Vietnam: les millions de scooters à essence d'Hanoï en sursis
Pour lutter contre la pollution, le Vietnam compte bannir la moto à essence du centre d'Hanoï à partir de juillet 2026, une décision choc pour bien des habitants de la capitale aux millions de scooters.
Les deux-roues sont indissociables de toute carte postale du pays, bien que bruyants et parfois peu regardants des règles de conduite.
Il n'est pas rare qu'une famille vietnamienne possède au moins deux scooters, privilégiés pour leur coût inférieur à celui d'une voiture, et leur maniabilité, dans des villes souvent embouteillées.
Pourtant, de nombreux habitants de Hanoï s'apprêtent à dire adieu à leur fidèle compagnon mécanique.
Une directive du Premier ministre publiée mi-juillet a instauré l'interdiction des deux-roues à carburant fossile dans le centre de la capitale à partir du 1er juillet 2026.
La zone concernée englobe, sur plus de 30 kilomètres carrés, le coeur historique de la ville, autour des lacs de l'Ouest et Hoan Kiem, prisés des touristes, où résident quelque 600.000 personnes.
Mais celle-ci doit s'élargir progressivement dans les années suivantes, selon le plan proposé par le pouvoir, qui prévoit d'incorporer les voitures à essence en 2028.
- "Drastique" -
La famille de Dang Thuy Hanh a besoin d'au moins 80 millions de dongs (2.600 euros) pour acheter des scooters électriques, un montant "énorme", concède cette femme au foyer de 52 ans.
"Bien sûr que tout le monde veut un environnement plus propre, mais pourquoi nous infliger ce fardeau sans aucune préparation?", s'est-elle étonnée, à l'image d'autres habitants, qui se disent choqués.

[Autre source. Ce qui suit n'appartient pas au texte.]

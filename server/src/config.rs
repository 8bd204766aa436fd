use anyhow::{Context, Result};
use config::{Config as ConfigBuilder, Environment, File, FileFormat};
use serde::{Deserialize, Serialize};
use std::env;
use std::path::PathBuf;

/// Prefix for environment overrides, e.g. `TASKS_SERVER__PORT`
pub const ENV_PREFIX: &str = "TASKS";

/// Directory under the platform data dir that holds the database
pub const APP_DIR_NAME: &str = "priority-tasks";

const DEFAULT_CONFIG: &str = include_str!("../config/default.toml");

#[derive(Debug, Deserialize, Serialize, Clone)]
pub struct Config {
    pub database: DatabaseConfig,
    pub server: ServerConfig,
    pub logging: LoggingConfig,
    pub seed: SeedConfig,
}

#[derive(Debug, Deserialize, Serialize, Clone)]
pub struct DatabaseConfig {
    /// Optional database URL. Defaults to a file under the platform data dir
    pub url: Option<String>,
    /// Pool size for file databases; in-memory databases always use one connection
    pub max_connections: u32,
    /// Seconds to wait for a pooled connection
    pub connection_timeout: u64,
}

#[derive(Debug, Deserialize, Serialize, Clone)]
pub struct ServerConfig {
    /// Interface the HTTP listener binds to
    pub listen_addr: String,
    /// TCP port, must be non-zero
    pub port: u16,
}

#[derive(Debug, Deserialize, Serialize, Clone)]
pub struct LoggingConfig {
    /// One of trace, debug, info, warn, error; `RUST_LOG` takes precedence
    pub level: String,
    pub format: LogFormat,
}

#[derive(Debug, Deserialize, Serialize, Clone, PartialEq, Eq)]
#[serde(rename_all = "lowercase")]
pub enum LogFormat {
    Pretty,
    Json,
    Compact,
}

#[derive(Debug, Deserialize, Serialize, Clone)]
pub struct SeedConfig {
    /// Insert the default tasks when the store is empty
    pub enabled: bool,
}

fn env_source() -> Environment {
    Environment::with_prefix(ENV_PREFIX)
        .prefix_separator("_")
        .separator("__")
        .try_parsing(true)
}

impl Config {
    /// Embedded defaults, then `CONFIG_FILE` if set, then `TASKS_*` variables
    pub fn from_env() -> Result<Self> {
        let mut builder = ConfigBuilder::builder()
            .add_source(File::from_str(DEFAULT_CONFIG, FileFormat::Toml));

        if let Ok(config_file) = env::var("CONFIG_FILE") {
            builder = builder.add_source(
                File::with_name(&config_file)
                    .required(false)
                    .format(FileFormat::Toml),
            );
        }

        let config = builder
            .add_source(env_source())
            .build()
            .context("Failed to build configuration")?;

        let mut result: Config = config
            .try_deserialize()
            .context("Failed to deserialize configuration")?;

        // Standard deployment variables win over the prefixed ones
        Self::apply_standard_env_vars(&mut result);

        Ok(result)
    }

    /// Load configuration from a specific file path, on top of the defaults
    pub fn from_file(path: &str) -> Result<Self> {
        let config = ConfigBuilder::builder()
            .add_source(File::from_str(DEFAULT_CONFIG, FileFormat::Toml))
            .add_source(File::with_name(path).format(FileFormat::Toml))
            .add_source(env_source())
            .build()
            .with_context(|| format!("Failed to build configuration from file {path}"))?;

        let mut result: Config = config
            .try_deserialize()
            .context("Failed to deserialize configuration from file")?;

        Self::apply_standard_env_vars(&mut result);

        Ok(result)
    }

    /// Unprefixed deployment variables override everything loaded so far
    fn apply_standard_env_vars(config: &mut Config) {
        if let Ok(database_url) = env::var("DATABASE_URL") {
            config.database.url = Some(database_url);
        }

        if let Ok(listen_addr) = env::var("LISTEN_ADDR") {
            config.server.listen_addr = listen_addr;
        }

        if let Ok(log_level) = env::var("LOG_LEVEL") {
            config.logging.level = log_level;
        }
    }

    /// Get the database URL with default fallback
    pub fn database_url(&self) -> String {
        match &self.database.url {
            Some(url) => url.clone(),
            None => Self::default_database_url(),
        }
    }

    /// `sqlite://<data_dir>/priority-tasks/tasks.sqlite`
    pub fn default_database_url() -> String {
        format!("sqlite://{}", default_database_path().display())
    }

    /// `listen_addr:port`
    pub fn server_address(&self) -> String {
        format!("{}:{}", self.server.listen_addr, self.server.port)
    }

    /// Reject settings the server cannot start with
    pub fn validate(&self) -> Result<()> {
        match self.logging.level.to_lowercase().as_str() {
            "trace" | "debug" | "info" | "warn" | "error" => {}
            _ => {
                return Err(anyhow::anyhow!(
                    "Unknown log level '{}' (expected trace, debug, info, warn or error)",
                    self.logging.level
                ));
            }
        }

        let database_url = self.database_url();
        if !database_url.starts_with("sqlite:") {
            return Err(anyhow::anyhow!(
                "Only SQLite databases are supported. URL must start with 'sqlite:'. Got: {}",
                database_url
            ));
        }

        if self.server.port == 0 {
            return Err(anyhow::anyhow!("server.port must be non-zero"));
        }

        if self.database.max_connections == 0 {
            return Err(anyhow::anyhow!(
                "database.max_connections must be at least 1"
            ));
        }

        Ok(())
    }
}

impl Default for Config {
    fn default() -> Self {
        Self {
            database: DatabaseConfig {
                url: None,
                max_connections: 10,
                connection_timeout: 30,
            },
            server: ServerConfig {
                listen_addr: "127.0.0.1".to_string(),
                port: 5000,
            },
            logging: LoggingConfig {
                level: "info".to_string(),
                format: LogFormat::Pretty,
            },
            seed: SeedConfig { enabled: true },
        }
    }
}

/// Default database file, falling back to the current directory when the
/// platform has no data dir
pub fn default_database_path() -> PathBuf {
    dirs::data_dir()
        .unwrap_or_else(|| PathBuf::from("."))
        .join(APP_DIR_NAME)
        .join("tasks.sqlite")
}
//! Contract test helpers for validating trait implementations
//!
//! Provides standardized tests that any implementation of core traits
//! should pass, ensuring the in-memory mock and the SQLite store agree on
//! behavior.

use crate::{assert_sorted_by_id, create_unique_new_task, NewTaskBuilder};
use task_core::{Status, Task, TaskError, TaskRepository};

/// Test any TaskRepository implementation with comprehensive contract tests
///
/// The checks share one repository, so none of them assume it starts empty.
pub async fn test_repository_contract<R: TaskRepository>(repo: &R) {
    test_health_check_contract(repo).await;
    test_create_contract(repo).await;
    test_explicit_id_contract(repo).await;
    test_get_contract(repo).await;
    test_update_contract(repo).await;
    test_stale_update_contract(repo).await;
    test_delete_contract(repo).await;
    test_list_contract(repo).await;
    test_validation_contract(repo).await;
}

/// Test task creation contract
pub async fn test_create_contract<R: TaskRepository>(repo: &R) {
    let new_task = create_unique_new_task("create");
    let task = repo
        .create(new_task.clone())
        .await
        .expect("Create should succeed");

    assert!(task.id > 0, "Created task should have positive ID");
    assert_eq!(task.name, new_task.name, "Created task should preserve name");
    assert_eq!(task.due, new_task.due, "Created task should preserve due date");
    assert_eq!(task.status, Status::NotStarted, "Default status should be NotStarted");
    assert!(task.completed.is_none(), "New task should not be completed");
    assert_eq!(task.version, 1, "New task should start at version 1");

    let completed = repo
        .create(
            NewTaskBuilder::new()
                .with_name("Created completed")
                .with_status(Status::Completed)
                .build(),
        )
        .await
        .expect("Create completed should succeed");
    assert!(
        completed.completed.is_some(),
        "Task created as Completed should carry a timestamp"
    );
}

/// Test explicit id handling
pub async fn test_explicit_id_contract<R: TaskRepository>(repo: &R) {
    let id = 90_000;
    let task = repo
        .create(NewTaskBuilder::new().with_id(id).build())
        .await
        .expect("Create with explicit id should succeed");
    assert_eq!(task.id, id, "Explicit id should be honoured");

    match repo.create(NewTaskBuilder::new().with_id(id).build()).await {
        Err(TaskError::DuplicateId(dup)) => assert_eq!(dup, id),
        other => panic!("Expected DuplicateId, got {other:?}"),
    }
}

/// Test task retrieval contract
pub async fn test_get_contract<R: TaskRepository>(repo: &R) {
    let created = repo
        .create(create_unique_new_task("get"))
        .await
        .expect("Create should succeed");

    let retrieved = repo
        .get_by_id(created.id)
        .await
        .expect("Get should succeed");
    assert_eq!(retrieved.as_ref(), Some(&created), "Should retrieve the created task");

    let missing = repo.get_by_id(-1).await.expect("Get should not fail for missing id");
    assert!(missing.is_none(), "Missing id should return None");

    assert!(repo.exists(created.id).await.expect("Exists should succeed"));
    assert!(!repo.exists(-1).await.expect("Exists should succeed"));
}

/// Test task update contract
pub async fn test_update_contract<R: TaskRepository>(repo: &R) {
    let created = repo
        .create(create_unique_new_task("update"))
        .await
        .expect("Create should succeed");

    let updated = repo
        .update(Task {
            name: "Updated Name".to_string(),
            description: "Updated description".to_string(),
            status: Status::InReview,
            ..created.clone()
        })
        .await
        .expect("Update should succeed");

    assert_eq!(updated.id, created.id);
    assert_eq!(updated.name, "Updated Name");
    assert_eq!(updated.status, Status::InReview);
    assert_eq!(updated.version, created.version + 1, "Update should bump version");

    let stored = repo.get_by_id(created.id).await.expect("Get should succeed");
    assert_eq!(stored, Some(updated), "Stored row should match returned task");
}

/// Test that writes based on an old version are refused
pub async fn test_stale_update_contract<R: TaskRepository>(repo: &R) {
    let created = repo
        .create(create_unique_new_task("stale"))
        .await
        .expect("Create should succeed");

    repo.update(created.clone())
        .await
        .expect("First update should succeed");

    match repo.update(created.clone()).await {
        Err(TaskError::Concurrency(_)) => {}
        other => panic!("Expected Concurrency for stale version, got {other:?}"),
    }

    repo.delete(created.id).await.expect("Delete should succeed");
    match repo.update(created).await {
        Err(TaskError::Concurrency(_)) => {}
        other => panic!("Expected Concurrency for deleted row, got {other:?}"),
    }
}

/// Test task deletion contract
pub async fn test_delete_contract<R: TaskRepository>(repo: &R) {
    let created = repo
        .create(create_unique_new_task("delete"))
        .await
        .expect("Create should succeed");

    repo.delete(created.id).await.expect("Delete should succeed");
    assert!(
        repo.get_by_id(created.id).await.expect("Get should succeed").is_none(),
        "Deleted task should be gone"
    );

    match repo.delete(created.id).await {
        Err(TaskError::NotFound(_)) => {}
        other => panic!("Expected NotFound for second delete, got {other:?}"),
    }
}

/// Test task listing contract
pub async fn test_list_contract<R: TaskRepository>(repo: &R) {
    let first = repo
        .create(create_unique_new_task("list-1"))
        .await
        .expect("Create should succeed");
    let second = repo
        .create(create_unique_new_task("list-2"))
        .await
        .expect("Create should succeed");

    let tasks = repo.list_all().await.expect("List should succeed");
    assert!(tasks.iter().any(|t| t.id == first.id));
    assert!(tasks.iter().any(|t| t.id == second.id));
    assert_sorted_by_id(&tasks);
}

/// Test that stores refuse tasks without a usable name
pub async fn test_validation_contract<R: TaskRepository>(repo: &R) {
    match repo.create(NewTaskBuilder::new().with_name("   ").build()).await {
        Err(TaskError::Validation(errors)) => assert!(errors.has_field("name")),
        other => panic!("Expected validation error, got {other:?}"),
    }
}

/// Test health check contract
pub async fn test_health_check_contract<R: TaskRepository>(repo: &R) {
    repo.health_check()
        .await
        .expect("Health check should succeed for a working repository");
}

/// Test ids at the top of the integer range.
///
/// Exhausts the id space, so run it on a repository of its own.
pub async fn test_id_ceiling_contract<R: TaskRepository>(repo: &R) {
    let pinned = i64::from(i32::MAX);
    repo.create(NewTaskBuilder::new().with_name("Pinned").with_id(pinned).build())
        .await
        .expect("Create with a large explicit id should succeed");

    let next = repo
        .create(create_unique_new_task("after-pinned"))
        .await
        .expect("Create after a large explicit id should succeed");
    assert_eq!(next.id, pinned + 1, "Generated ids continue past the largest id");

    let tasks = repo.list_all().await.expect("List should succeed");
    assert_eq!(tasks.len(), 2);
    assert_sorted_by_id(&tasks);

    repo.create(NewTaskBuilder::new().with_name("Last").with_id(i64::MAX).build())
        .await
        .expect("Create with the largest possible id should succeed");

    match repo.create(create_unique_new_task("exhausted")).await {
        Err(TaskError::Database(_)) => {}
        other => panic!("Expected a database error once ids run out, got {other:?}"),
    }

    // Running out of ids must not damage what is stored
    let tasks = repo.list_all().await.expect("List should still succeed");
    assert_eq!(tasks.len(), 3);
    assert_eq!(tasks.last().map(|t| t.id), Some(i64::MAX));
    assert!(repo.get_by_id(pinned).await.expect("Get should succeed").is_some());
}
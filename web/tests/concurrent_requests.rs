//! Concurrent edits through the HTTP layer against the mock store

use futures_util::future::join_all;
use mocks::{MockTaskRepository, TaskInputBuilder};
use reqwest::{redirect, Client, StatusCode};
use std::sync::Arc;
use task_core::TaskRepository;
use task_web::TaskServer;
use tokio::net::TcpListener;

#[tokio::test]
async fn test_parallel_edits_with_same_version() {
    let repository = Arc::new(MockTaskRepository::new());
    let created = repository.create(mocks::create_new_task()).await.unwrap();

    let listener = TcpListener::bind("127.0.0.1:0").await.unwrap();
    let addr = listener.local_addr().unwrap();
    tokio::spawn(
        TaskServer::new(Arc::clone(&repository)).serve_listener(listener, std::future::pending()),
    );

    let client = Client::builder()
        .redirect(redirect::Policy::none())
        .build()
        .unwrap();

    let requests = (0..8).map(|i| {
        let client = client.clone();
        let url = format!("http://{addr}/tasks/{}/edit", created.id);
        let input = TaskInputBuilder::from_task(&created)
            .with_description(format!("writer {i}"))
            .build();
        async move { client.post(url).form(&input).send().await.unwrap().status() }
    });

    let statuses = join_all(requests).await;
    let won = statuses.iter().filter(|s| **s == StatusCode::FOUND).count();
    let conflicted = statuses.iter().filter(|s| **s == StatusCode::CONFLICT).count();

    assert_eq!(won, 1);
    assert_eq!(conflicted, statuses.len() - 1);
    repository.assert_called("update");
}
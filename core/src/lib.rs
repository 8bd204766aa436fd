//! Task Core Library
//!
//! Domain model, business rules and the storage trait for the task tracker.
//! The database, web and server crates all build on the types defined here.
//!
//! # Architecture
//!
//! - [`models`] - Task, Status and the form/transfer types
//! - [`error`] - Error taxonomy and result alias
//! - [`repository`] - Storage trait with optimistic concurrency
//! - [`validation`] - Form validation
//! - [`service`] - Task operations and the completion timestamp rule
//! - [`seed`] - Default tasks for an empty store
//!
//! # Example
//!
//! ```rust
//! use task_core::{models::TaskInput, validation::TaskValidator};
//!
//! let input = TaskInput {
//!     name: Some("Write docs".to_string()),
//!     due: Some("2024-01-01".to_string()),
//!     ..Default::default()
//! };
//!
//! let new_task = TaskValidator::validate_create(&input).unwrap();
//! assert_eq!(new_task.name, "Write docs");
//! ```

pub mod error;
pub mod models;
pub mod repository;
pub mod seed;
pub mod service;
pub mod validation;

// Re-export commonly used types at the crate root for convenience
pub use error::{FieldError, Result, TaskError, ValidationErrors};
pub use models::{default_due_date, NewTask, Status, Task, TaskEdit, TaskInput};
pub use repository::TaskRepository;
pub use seed::{default_tasks, seed_if_empty};
pub use service::{completion_timestamp, TaskService};
pub use validation::TaskValidator;

/// Current version of the core crate
pub const VERSION: &str = env!("CARGO_PKG_VERSION");

/// Current crate name
pub const CRATE_NAME: &str = env!("CARGO_PKG_NAME");

#[cfg(test)]
mod tests {
    use super::*;

    #[test]
    #[allow(clippy::const_is_empty)]
    fn test_crate_constants() {
        assert!(!VERSION.is_empty());
        assert_eq!(CRATE_NAME, "task-core");
    }

    #[test]
    fn test_re_exports() {
        use crate::{Status, TaskError};

        let status = Status::InProgress;
        assert_eq!(format!("{status}"), "InProgress");

        let error = TaskError::not_found_id(1);
        assert!(error.is_not_found());
    }
}
//! SQLite persistence for the task tracker
//!
//! Implements [`TaskRepository`] on top of an sqlx connection pool. The
//! schema lives in `migrations/sqlite` and is applied with
//! [`SqliteTaskRepository::migrate`].
//!
//! - File databases run in WAL mode with a busy timeout
//! - `sqlite::memory:` keeps a single pinned connection so the data outlives
//!   individual queries
//!
//! # Usage
//!
//! ```rust
//! use database::SqliteTaskRepository;
//! use task_core::repository::TaskRepository;
//!
//! #[tokio::main]
//! async fn main() -> Result<(), Box<dyn std::error::Error>> {
//!     let repo = SqliteTaskRepository::new("sqlite::memory:").await?;
//!     repo.migrate().await?;
//!
//!     repo.health_check().await?;
//!     assert!(repo.list_all().await?.is_empty());
//!     Ok(())
//! }
//! ```

mod common;
mod sqlite;

pub use sqlite::{SqliteTaskRepository, DEFAULT_ACQUIRE_TIMEOUT, DEFAULT_MAX_CONNECTIONS};

// Re-export commonly used types from task-core for convenience
pub use task_core::{
    error::{Result, TaskError},
    models::{NewTask, Status, Task},
    repository::TaskRepository,
};
//! Modular dashboard implementation
//!
//! Split into logical modules for better maintainability

pub mod components;
pub mod input;
pub mod renderer;
pub mod state;
pub mod updaters;
pub mod utils;

// Re-export main types and functions for external use
pub use input::UserIntent;
pub use renderer::render_dashboard;
pub use state::DashboardState;
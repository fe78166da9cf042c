//! Keyboard handling for the dashboard
//!
//! Translates key presses into view changes or requests for the controller.

use super::state::{DashboardState, InputMode};
use crate::controller::BookAction;
use crate::library::models::BookId;
use crossterm::event::{KeyCode, KeyEvent, KeyModifiers};

/// What the app loop should do after a key press.
#[derive(Debug, Clone, PartialEq, Eq)]
pub enum UserIntent {
    None,
    Quit,
    Refresh,
    Run(BookAction, BookId),
}

impl DashboardState {
    pub fn handle_key(&mut self, key: KeyEvent) -> UserIntent {
        if key.modifiers.contains(KeyModifiers::CONTROL) && key.code == KeyCode::Char('c') {
            return UserIntent::Quit;
        }

        // An open alert swallows everything until acknowledged.
        if self.alert().is_some() {
            if matches!(key.code, KeyCode::Enter | KeyCode::Esc | KeyCode::Char(' ')) {
                self.dismiss_alert();
            }
            return UserIntent::None;
        }

        match self.input_mode() {
            InputMode::Search => self.handle_search_key(key.code),
            InputMode::Normal => self.handle_normal_key(key.code),
        }
    }

    fn handle_search_key(&mut self, code: KeyCode) -> UserIntent {
        match code {
            KeyCode::Enter => self.set_input_mode(InputMode::Normal),
            KeyCode::Esc => {
                self.filter("");
                self.set_input_mode(InputMode::Normal);
            }
            KeyCode::Backspace => {
                let mut term = self.filter_term().to_string();
                term.pop();
                self.filter(&term);
            }
            KeyCode::Char(c) => {
                let term = format!("{}{}", self.filter_term(), c);
                self.filter(&term);
            }
            _ => {}
        }
        UserIntent::None
    }

    fn handle_normal_key(&mut self, code: KeyCode) -> UserIntent {
        match code {
            KeyCode::Esc | KeyCode::Char('q') => UserIntent::Quit,
            KeyCode::Char('r') => UserIntent::Refresh,
            KeyCode::Char('/') => {
                self.set_input_mode(InputMode::Search);
                UserIntent::None
            }
            KeyCode::Up | KeyCode::Char('k') => {
                self.select_previous();
                UserIntent::None
            }
            KeyCode::Down | KeyCode::Char('j') => {
                self.select_next();
                UserIntent::None
            }
            KeyCode::Enter | KeyCode::Char('b') => match self.selected_book() {
                Some(book) => UserIntent::Run(book.action(), book.id.clone()),
                None => UserIntent::None,
            },
            _ => UserIntent::None,
        }
    }
}
//! Dashboard stats strip
//!
//! Four counter cards: total, available, borrowed, overdue

use super::super::state::DashboardState;
use ratatui::Frame;
use ratatui::layout::{Alignment, Constraint, Direction, Layout, Rect};
use ratatui::prelude::{Color, Modifier, Style};
use ratatui::widgets::{Block, BorderType, Borders, Paragraph};

pub fn render_stats_section(f: &mut Frame, area: Rect, state: &DashboardState) {
    let chunks = Layout::default()
        .direction(Direction::Horizontal)
        .constraints([Constraint::Ratio(1, 4); 4])
        .split(area);

    let stats = state.stats();
    let cards = [
        ("TOTAL BOOKS", &stats.total, Color::Cyan),
        ("AVAILABLE", &stats.available, Color::LightGreen),
        ("BORROWED", &stats.borrowed, Color::LightYellow),
        ("OVERDUE", &stats.overdue, Color::LightRed),
    ];

    for ((title, value, color), chunk) in cards.into_iter().zip(chunks.iter()) {
        render_counter(f, *chunk, title, value, color);
    }
}

fn render_counter(f: &mut Frame, area: Rect, title: &str, value: &str, color: Color) {
    let card = Paragraph::new(value.to_string())
        .alignment(Alignment::Center)
        .style(Style::default().fg(color).add_modifier(Modifier::BOLD))
        .block(
            Block::default()
                .title(title.to_string())
                .borders(Borders::ALL)
                .border_type(BorderType::Rounded)
                .border_style(Style::default().fg(color)),
        );
    f.render_widget(card, area);
}
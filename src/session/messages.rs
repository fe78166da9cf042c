//! Unified messaging system for session operations

// ANSI Color Codes for session messages
pub const COLOR_INFO: &str = "\x1b[1;36m"; // Bold Cyan
pub const COLOR_SUCCESS: &str = "\x1b[1;32m"; // Bold Green
pub const COLOR_RESET: &str = "\x1b[0m";

/// Session-specific message types
#[derive(Debug, Clone)]
pub enum SessionMessage {
    /// Normal session start/shutdown messages
    Info(String),
    /// Success messages for completed operations
    Success(String),
}

impl SessionMessage {
    pub fn info(msg: impl Into<String>) -> Self {
        Self::Info(msg.into())
    }

    pub fn success(msg: impl Into<String>) -> Self {
        Self::Success(msg.into())
    }

    /// Print the message with appropriate formatting
    pub fn print(&self) {
        match self {
            Self::Info(msg) => {
                println!("{}[INFO]{} {}", COLOR_INFO, COLOR_RESET, msg);
            }
            Self::Success(msg) => {
                println!("{}[SUCCESS]{} {}", COLOR_SUCCESS, COLOR_RESET, msg);
            }
        }
    }
}

/// Print session startup message
pub fn print_session_starting(mode: &str, api_url: &str) {
    SessionMessage::info(format!("Starting {} mode against {}", mode, api_url)).print();
}

/// Print session exit message
pub fn print_session_exit_success() {
    SessionMessage::success("Library dashboard exited successfully").print();
}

Sa famille habite dans une ruelle étroite, typique du Vietnam, sans aucun endroit pour recharger une moto électrique, et le système de transport public "n'est pas encore adapté", se plaint-elle.
Hanoï est régulièrement citée parmi les capitales les plus polluées du monde.
Le ministère vietnamien de l'Agriculture a assuré que plus de la moitié de la pollution de l'air provenait des quelques sept millions de deux-roues et le million de voitures -- qui fonctionnent en grande majorité avec un moteur thermique -- en circulation dans la mégapole.
"La pollution menace directement l'environnement, la qualité de vie et la santé des habitants dans la capitale", a répété mi-juillet le maire adjoint Duong Duc Tuan.
"On a besoin de mesures drastiques pour résoudre le problème", a-t-il assuré.
La pollution de l'air tue chaque année environ 70.000 Vietnamiens, a noté l'Organisation mondiale de la santé en 2024.
Un rapport de 2022 de la Banque mondiale a listé les émissions industrielles et agricoles, ainsi que le brûlage des déchets comme autres principales sources de microparticules PM 2.5 à Hanoï.
L'organisation a conseillé le renforcement des contrôles techniques, la création de zones à faible émission dans le centre-ville, ainsi que la promotion des transports publics parmi ses mesures destinées à réduire la pollution liée aux transports.
- Trop cher -
Aujourd'hui, Hanoï ne compte que deux lignes de métro, qui desservent principalement sa banlieue.
Ceux qui "vivent et travaillent sur la route", comme Tran Van Tan, partagent l'incompréhension.
"La durée de vie des batteries ne va pas répondre aux besoins pour des trajets de longue distance. Le coût pour basculer vers une moto électrique est tout simplement trop élevé", explique ce livreur Grab, une application populaire de livraison de repas et de transport.
"Ceux avec des bas revenus (comme nous) ne peuvent pas remplacer comme ça leurs motos", poursuit celui qui effectue 40 kilomètres par jour depuis la périphérie de Hanoï où il habite, au centre-ville.
Les autorités de Hanoï ont assuré travailler sur plusieurs mesures, dont une aide de trois millions de dongs par véhicule (100 euros) pour se convertir à l'électrique.
D'autres villes du Vietnam aimeraient mettre en place des plans similaires, comme Ho Chi Minh-Ville (sud). Le pays, dont le constructeur national VinFast est spécialiste de l'électrique, s'est engagé à atteindre la neutralité carbone d'ici 2050.
Mais à Hanoï, la population se dit toujours circonspecte.
"Les habitants ne peuvent toujours pas supporter le coût du changement", proteste Nguyen My Hoa, une employée de bureau de 42 ans, qui pronostique. "Les autorités ne vont pas être capables d'arrêter les nombreuses motos à essence".